B. Evidence Presented
Here, the jury was presented with evidence constituting these factors. For example, the evidence showed that David used BTM to purchase the property, in which he and Carmen lived and treated as their personal residence. But the property was listed as an asset of BTM, despite the fact that David and Carmen did not pay BTM rent. The $2 million loan that David had BTM take out to help fund the purchase price of the property was listed as a debt of BTM, yet David took the mortgage interest tax deduction for himself. David also caused BTM to borrow $500,000, then used the money for his personal purposes. Moreover, at the time when capital was needed the most to protect BTM's investors, David recorded the quitclaim deed transferring the property to himself, leaving BTM insolvent to the detriment of creditors.
David used BTM's bank accounts for his personal purposes.
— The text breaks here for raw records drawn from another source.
//! Per-backend sync pipelines.
//!
//! Each backend module drives one account kind end to end: push pending
//! local state changes, mirror the remote folder/feed tree, then pull new
//! items. The [`sync_account`] dispatcher is the only entry point; the CLI
//! never talks to a backend client directly.

pub mod fever;
pub mod freshrss;
pub mod local;

use std::collections::HashMap;
use std::time::Instant;

use anyhow::Result;
use reqwest::Client;

use crate::storage::{Account, AccountKind, Database, Item, StatePolicy};

/// What one account sync accomplished.
#[derive(Debug, Default)]
pub struct SyncSummary {
    pub account_id: i64,
    /// Remote folders mirrored (API backends only).
    pub folders: usize,
    /// Feeds refreshed or mirrored.
    pub feeds: usize,
    /// Items not seen before.
    pub items_inserted: usize,
    /// Local read/star changes pushed upstream.
    pub marks_pushed: usize,
}

/// Runs a full sync of one account.
///
/// `force` retries local feeds that have been skipped for repeated
/// failures; API backends ignore it.
pub async fn sync_account(
    db: &Database,
    client: &Client,
    account: &Account,
    force: bool,
) -> Result<SyncSummary> {
    let started = Instant::now();
    tracing::info!(account = %account.name, kind = %account.kind, "Starting sync");

    let summary = match account.kind {
        AccountKind::Local => local::sync(db, client, account, force).await?,
        AccountKind::Fever => fever::sync(db, client, account).await?,
        AccountKind::FreshRss => freshrss::sync(db, client, account).await?,
    };

    tracing::info!(
        account = %account.name,
        elapsed_ms = started.elapsed().as_millis() as u64,
        feeds = summary.feeds,
        inserted = summary.items_inserted,
        marks_pushed = summary.marks_pushed,
        "Sync finished"
    );
    Ok(summary)
}

/// Routes wire items to their local feed rows and inserts them.
///
/// API backends return items from every subscribed feed in one stream;
/// each carries the remote id of its feed. Items whose feed is unknown
/// locally (unsubscribed between listing and pulling) are dropped with a
/// warning rather than failing the sync.
pub(crate) async fn insert_grouped_items(
    db: &Database,
    account_id: i64,
    items: Vec<Item>,
    policy: StatePolicy,
) -> Result<usize> {
    if items.is_empty() {
        return Ok(0);
    }

    let feed_ids = db.feed_ids_by_remote(account_id).await?;
    let mut grouped: HashMap<i64, Vec<Item>> = HashMap::new();
    let mut unresolved = 0usize;

    for item in items {
        let feed_id = item
            .feed_remote_id
            .as_deref()
            .and_then(|remote| feed_ids.get(remote).copied());
        match feed_id {
            Some(feed_id) => grouped.entry(feed_id).or_default().push(item),
            None => unresolved += 1,
        }
    }

    if unresolved > 0 {
        tracing::warn!(
            account_id = account_id,
            dropped = unresolved,
            "Dropping items from feeds with no local subscription"
        );
    }

    let mut inserted = 0;
    for (feed_id, batch) in grouped {
        inserted += db.upsert_items(feed_id, &batch, policy).await?;
    }
    Ok(inserted)
}
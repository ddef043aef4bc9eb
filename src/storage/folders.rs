use std::collections::{HashMap, HashSet};

use anyhow::{bail, Result};
use sqlx::QueryBuilder;

use super::schema::Database;
use super::types::{Folder, RemoteFolder};

/// Maximum folder name length in characters
const MAX_NAME_LENGTH: usize = 200;

const BATCH_SIZE: usize = 100;

impl Database {
    // ========================================================================
    // Folder Operations
    // ========================================================================

    /// Strips control characters and trims whitespace; rejects names that
    /// end up empty or too long. Folder names come from config files, OPML
    /// imports, and remote servers, none of which are trusted.
    fn sanitize_folder_name(name: &str) -> Result<String> {
        let cleaned: String = name.chars().filter(|c| !c.is_control()).collect();
        let trimmed = cleaned.trim();

        if trimmed.is_empty() {
            bail!("Folder name cannot be empty");
        }
        if trimmed.chars().count() > MAX_NAME_LENGTH {
            bail!("Folder name too long (max {MAX_NAME_LENGTH} characters)");
        }
        Ok(trimmed.to_owned())
    }

    /// Returns the id of the named folder, creating it if needed.
    /// Lookup is by name among the account's local folders, which makes
    /// OPML re-imports idempotent.
    pub async fn ensure_folder(&self, account_id: i64, name: &str) -> Result<i64> {
        let clean_name = Self::sanitize_folder_name(name)?;

        if let Some(folder) = self.find_folder_by_name(account_id, &clean_name).await? {
            return Ok(folder.id);
        }

        let result = sqlx::query("INSERT INTO folders (name, account_id) VALUES (?, ?)")
            .bind(&clean_name)
            .bind(account_id)
            .execute(&self.pool)
            .await?;
        Ok(result.last_insert_rowid())
    }

    pub async fn find_folder_by_name(
        &self,
        account_id: i64,
        name: &str,
    ) -> Result<Option<Folder>> {
        let folder = sqlx::query_as::<_, Folder>(
            "SELECT * FROM folders WHERE account_id = ? AND name = ?",
        )
        .bind(account_id)
        .bind(name)
        .fetch_optional(&self.pool)
        .await?;
        Ok(folder)
    }

    pub async fn list_folders(&self, account_id: i64) -> Result<Vec<Folder>> {
        let folders = sqlx::query_as::<_, Folder>(
            "SELECT * FROM folders WHERE account_id = ? ORDER BY name",
        )
        .bind(account_id)
        .fetch_all(&self.pool)
        .await?;
        Ok(folders)
    }

    /// Mirrors a backend's folder catalog: upserts every reported folder by
    /// remote id and deletes remote folders the backend no longer reports.
    /// Locally created folders (`remote_id IS NULL`) are never pruned.
    pub async fn upsert_remote_folders(
        &self,
        account_id: i64,
        folders: &[RemoteFolder],
    ) -> Result<()> {
        let mut tx = self.pool.begin().await?;

        for chunk in folders.chunks(BATCH_SIZE) {
            let mut builder: QueryBuilder<sqlx::Sqlite> =
                QueryBuilder::new("INSERT INTO folders (name, remote_id, account_id) ");
            builder.push_values(chunk, |mut b, folder| {
                b.push_bind(&folder.name)
                    .push_bind(&folder.remote_id)
                    .push_bind(account_id);
            });
            builder.push(
                " ON CONFLICT(account_id, remote_id) DO UPDATE SET name = excluded.name",
            );
            builder.build().execute(&mut *tx).await?;
        }

        // Prune by set difference rather than NOT IN so a large catalog
        // cannot blow SQLite's bind parameter limit.
        let keep: HashSet<&str> = folders.iter().map(|f| f.remote_id.as_str()).collect();
        let existing = sqlx::query_scalar::<_, String>(
            "SELECT remote_id FROM folders WHERE account_id = ? AND remote_id IS NOT NULL",
        )
        .bind(account_id)
        .fetch_all(&mut *tx)
        .await?;
        let stale: Vec<String> = existing
            .into_iter()
            .filter(|id| !keep.contains(id.as_str()))
            .collect();

        for chunk in stale.chunks(BATCH_SIZE) {
            let mut builder: QueryBuilder<sqlx::Sqlite> =
                QueryBuilder::new("DELETE FROM folders WHERE account_id = ");
            builder.push_bind(account_id);
            builder.push(" AND remote_id IN (");
            let mut separated = builder.separated(", ");
            for id in chunk {
                separated.push_bind(id);
            }
            separated.push_unseparated(")");
            builder.build().execute(&mut *tx).await?;
        }

        tx.commit().await?;
        Ok(())
    }

    /// Map from folder remote id to local row id for one account.
    pub async fn folder_ids_by_remote(&self, account_id: i64) -> Result<HashMap<String, i64>> {
        let rows: Vec<(String, i64)> = sqlx::query_as(
            "SELECT remote_id, id FROM folders WHERE account_id = ? AND remote_id IS NOT NULL",
        )
        .bind(account_id)
        .fetch_all(&self.pool)
        .await?;
        Ok(rows.into_iter().collect())
    }
}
He wrote checks from the accounts to himself and even wrote a $30,000 check to his personal divorce attorney. He also used BTM's bank accounts to funnel his money into the United States.
David held himself out as a personal guarantor for the debts of BTM. Several witnesses testified that he promised to make investors whole for any losses on the church construction projects.
The jury heard testimony that BTM never followed corporate formalities, such as written consents, share registers, meetings of directors, or paying dividends. Over time other formalities slackened, including the absence of corporate minutes. David testified: "I didn't have to document it. It was only dealing with me. Who was I going to document it to?"
David testified that he completely owned and controlled BTM. BTM was simply a "vehicle" for his use, and whatever funds flowed into BTM flowed back out to him.
BTM had no employees and no physical office.
In sum, substantial evidence supports the jury's finding that David was the alter ego of BTM.
II. No Instructional Error
Appellants contend that the trial court erred by not instructing the jury that (1) a heightened standard exists for finding alter ego in contract cases and (2) there can be no "double counting" for fraudulent transfers.
"'"The propriety of jury instructions is a question of law that we review de novo. [Citation.]" [Citation.] If an instruction is found to be erroneous, reversal is required only when "it appears probable that the improper instruction misled the jury and affected [its] verdict. [Citation.]"'" (Spriesterbach v. Holland (2013) 215 Cal.App.4th 255, 263.)
There is no merit to appellants' contention of instructional error. First, contrary to appellants' position, there is no requirement in a contract case, as opposed to a tort case, that a jury be instructed that the actions taken by the controlling individual with respect to the controlled company must have "harmed" the plaintiffs or exposed them to "unexpected risk." Appellants rely on a Tenth Circuit case, Cascade Energy & Metal Corp. v. Banks (10th Cir. 1990) 896 F.2d 1557 (Cascade), for the proposition that a higher alter ego standard applies in contract litigation. But this case focused on the doctrine of outside "reverse piercing" (by which a corporation is held liable for a shareholder's debt), which is not the issue here. (Id. at p. 1575; Postal Instant Press, Inc. v. Kaswa Corp. (2008) 162 Cal.App.4th 1510, 1524 [outside reverse piercing and alter ego theories are different].) Moreover, the Cascade court was analyzing Utah law. Although the court noted that "California's standard for piercing the corporate veil does not appear to be materially different from Utah's," neither of the two California cases it cited for this proposition imposed an elevated standard. (Cascade, supra, at p. 1575, fn. 18 [citing Automotriz Etc. De California v. Resnick (1957) 47 Cal.2d 792 and Institute of Veterinary Pathology, Inc. v. California Health Laboratories, Inc. (1981) 116 Cal.App.3d 111, 119].) Simply put, California courts have routinely applied basic alter ego doctrine in contract cases without requiring the elevated standard advocated by appellants. (See, e.g., Automotriz Etc. De California v. Resnick, supra, at p. 792; Sonora Diamond Corp. v. Superior Court (2000) 83 Cal.App.4th 523, 538.)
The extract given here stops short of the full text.